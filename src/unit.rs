//! Executable units and compile diagnostics.

use crate::engine::value::ContextValues;
use crate::engine::{CompiledBody, Invocation, InvokeOptions, ScriptBackend};
use crate::error::InvokeError;
use crate::registry::ContextDescriptor;
use serde::{Deserialize, Serialize};
use std::fmt;
use std::sync::Arc;

#[derive(Debug, Clone, Copy, PartialEq, Eq, PartialOrd, Ord, Serialize, Deserialize)]
pub enum Severity {
    Warning,
    Error,
}

/// One compile- or job-level finding, tagged with as much identity as the
/// pipeline knows at the point it is recorded.
#[derive(Debug, Clone, PartialEq, Serialize, Deserialize)]
pub struct Diagnostic {
    pub severity: Severity,
    pub message: String,
    pub source: Option<String>,
    pub object: Option<String>,
    pub method: Option<String>,
}

impl Diagnostic {
    pub fn error(message: impl Into<String>) -> Self {
        Self {
            severity: Severity::Error,
            message: message.into(),
            source: None,
            object: None,
            method: None,
        }
    }

    pub fn warning(message: impl Into<String>) -> Self {
        Self {
            severity: Severity::Warning,
            message: message.into(),
            ..Self::error("")
        }
    }

    pub fn with_source(mut self, source: impl Into<String>) -> Self {
        self.source = Some(source.into());
        self
    }

    pub fn with_object(mut self, object: impl Into<String>) -> Self {
        self.object = Some(object.into());
        self
    }

    pub fn with_method(mut self, method: impl Into<String>) -> Self {
        self.method = Some(method.into());
        self
    }

    pub fn is_error(&self) -> bool {
        self.severity == Severity::Error
    }
}

impl fmt::Display for Diagnostic {
    fn fmt(&self, f: &mut fmt::Formatter<'_>) -> fmt::Result {
        match self.severity {
            Severity::Warning => write!(f, "warning: {}", self.message)?,
            Severity::Error => write!(f, "error: {}", self.message)?,
        }
        if let Some(source) = &self.source {
            write!(f, " [{}]", source)?;
        }
        if let (Some(object), Some(method)) = (&self.object, &self.method) {
            write!(f, " ({}.{})", object, method)?;
        }
        Ok(())
    }
}

#[derive(Debug, Clone, Copy, PartialEq, Eq)]
pub enum UnitState {
    Compiled,
    Failed,
}

/// One compiled method body, ready to invoke. Immutable once built.
pub struct ExecutableUnit {
    body: String,
    descriptor: Option<Arc<ContextDescriptor>>,
    state: UnitState,
    diagnostics: Vec<Diagnostic>,
    program: Option<Box<dyn CompiledBody>>,
}

impl ExecutableUnit {
    /// Compiles `body` through the backend. A unit with only warnings is
    /// usable; one with errors is kept for inspection but marked failed.
    pub fn compile(
        backend: &dyn ScriptBackend,
        body: String,
        descriptor: Option<Arc<ContextDescriptor>>,
    ) -> Self {
        let (program, diagnostics) = backend.compile(&body, descriptor.clone());
        let state = if program.is_some() {
            UnitState::Compiled
        } else {
            UnitState::Failed
        };
        Self {
            body,
            descriptor,
            state,
            diagnostics,
            program,
        }
    }

    /// Runs the unit. `method` is only used to label the failure.
    pub fn run(
        &self,
        method: &str,
        ctx: Option<&mut ContextValues>,
        opts: &InvokeOptions,
    ) -> Result<Invocation, InvokeError> {
        match &self.program {
            Some(program) => program.run(ctx, opts).map_err(InvokeError::Runtime),
            None => Err(InvokeError::UnitNotCompiled(method.to_string())),
        }
    }

    pub fn body(&self) -> &str {
        &self.body
    }

    pub fn descriptor(&self) -> Option<&Arc<ContextDescriptor>> {
        self.descriptor.as_ref()
    }

    pub fn state(&self) -> UnitState {
        self.state
    }

    pub fn is_compiled(&self) -> bool {
        self.state == UnitState::Compiled
    }

    pub fn diagnostics(&self) -> &[Diagnostic] {
        &self.diagnostics
    }
}

impl fmt::Debug for ExecutableUnit {
    fn fmt(&self, f: &mut fmt::Formatter<'_>) -> fmt::Result {
        f.debug_struct("ExecutableUnit")
            .field("state", &self.state)
            .field("diagnostics", &self.diagnostics)
            .field("body", &self.body)
            .finish()
    }
}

Exercise: Word for word, output all of the material.

Response area:
filename src/unit.rs
//! Executable units and compile diagnostics.

use crate::engine::value::ContextValues;
use crate::engine::{CompiledBody, Invocation, InvokeOptions, ScriptBackend};
use crate::error::InvokeError;
use crate::registry::ContextDescriptor;
use serde::{Deserialize, Serialize};
use std::fmt;
use std::sync::Arc;

#[derive(Debug, Clone, Copy, PartialEq, Eq, PartialOrd, Ord, Serialize, Deserialize)]
pub enum Severity {
    Warning,
    Error,
}

/// One compile- or job-level finding, tagged with as much identity as the
/// pipeline knows at the point it is recorded.
#[derive(Debug, Clone, PartialEq, Serialize, Deserialize)]
pub struct Diagnostic {
    pub severity: Severity,
    pub message: String,
    pub source: Option<String>,
    pub object: Option<String>,
    pub method: Option<String>,
}

impl Diagnostic {
    pub fn error(message: impl Into<String>) -> Self {
        Self {
            severity: Severity::Error,
            message: message.into(),
            source: None,
            object: None,
            method: None,
        }
    }

    pub fn warning(message: impl Into<String>) -> Self {
        Self {
            severity: Severity::Warning,
            message: message.into(),
            ..Self::error("")
        }
    }

    pub fn with_source(mut self, source: impl Into<String>) -> Self {
        self.source = Some(source.into());
        self
    }

    pub fn with_object(mut self, object: impl Into<String>) -> Self {
        self.object = Some(object.into());
        self
    }

    pub fn with_method(mut self, method: impl Into<String>) -> Self {
        self.method = Some(method.into());
        self
    }

    pub fn is_error(&self) -> bool {
        self.severity == Severity::Error
    }
}

impl fmt::Display for Diagnostic {
    fn fmt(&self, f: &mut fmt::Formatter<'_>) -> fmt::Result {
        match self.severity {
            Severity::Warning => write!(f, "warning: {}", self.message)?,
            Severity::Error => write!(f, "error: {}", self.message)?,
        }
        if let Some(source) = &self.source {
            write!(f, " [{}]", source)?;
        }
        if let (Some(object), Some(method)) = (&self.object, &self.method) {
            write!(f, " ({}.{})", object, method)?;
        }
        Ok(())
    }
}

#[derive(Debug, Clone, Copy, PartialEq, Eq)]
pub enum UnitState {
    Compiled,
    Failed,
}

/// One compiled method body, ready to invoke. Immutable once built.
pub struct ExecutableUnit {
    body: String,
    descriptor: Option<Arc<ContextDescriptor>>,
    state: UnitState,
    diagnostics: Vec<Diagnostic>,
    program: Option<Box<dyn CompiledBody>>,
}

impl ExecutableUnit {
    /// Compiles `body` through the backend. A unit with only warnings is
    /// usable; one with errors is kept for inspection but marked failed.
    pub fn compile(
        backend: &dyn ScriptBackend,
        body: String,
        descriptor: Option<Arc<ContextDescriptor>>,
    ) -> Self {
        let (program, diagnostics) = backend.compile(&body, descriptor.clone());
        let state = if program.is_some() {
            UnitState::Compiled
        } else {
            UnitState::Failed
        };
        Self {
            body,
            descriptor,
            state,
            diagnostics,
            program,
        }
    }

    /// Runs the unit. `method` is only used to label the failure.
    pub fn run(
        &self,
        method: &str,
        ctx: Option<&mut ContextValues>,
        opts: &InvokeOptions,
    ) -> Result<Invocation, InvokeError> {
        match &self.program {
            Some(program) => program.run(ctx, opts).map_err(InvokeError::Runtime),
            None => Err(InvokeError::UnitNotCompiled(method.to_string())),
        }
    }

    pub fn body(&self) -> &str {
        &self.body
    }

    pub fn descriptor(&self) -> Option<&Arc<ContextDescriptor>> {
        self.descriptor.as_ref()
    }

    pub fn state(&self) -> UnitState {
        self.state
    }

    pub fn is_compiled(&self) -> bool {
        self.state == UnitState::Compiled
    }

    pub fn diagnostics(&self) -> &[Diagnostic] {
        &self.diagnostics
    }
}

impl fmt::Debug for ExecutableUnit {
    fn fmt(&self, f: &mut fmt::Formatter<'_>) -> fmt::Result {
        f.debug_struct("ExecutableUnit")
            .field("state", &self.state)
            .field("diagnostics", &self.diagnostics)
            .field("body", &self.body)
            .finish()
    }
}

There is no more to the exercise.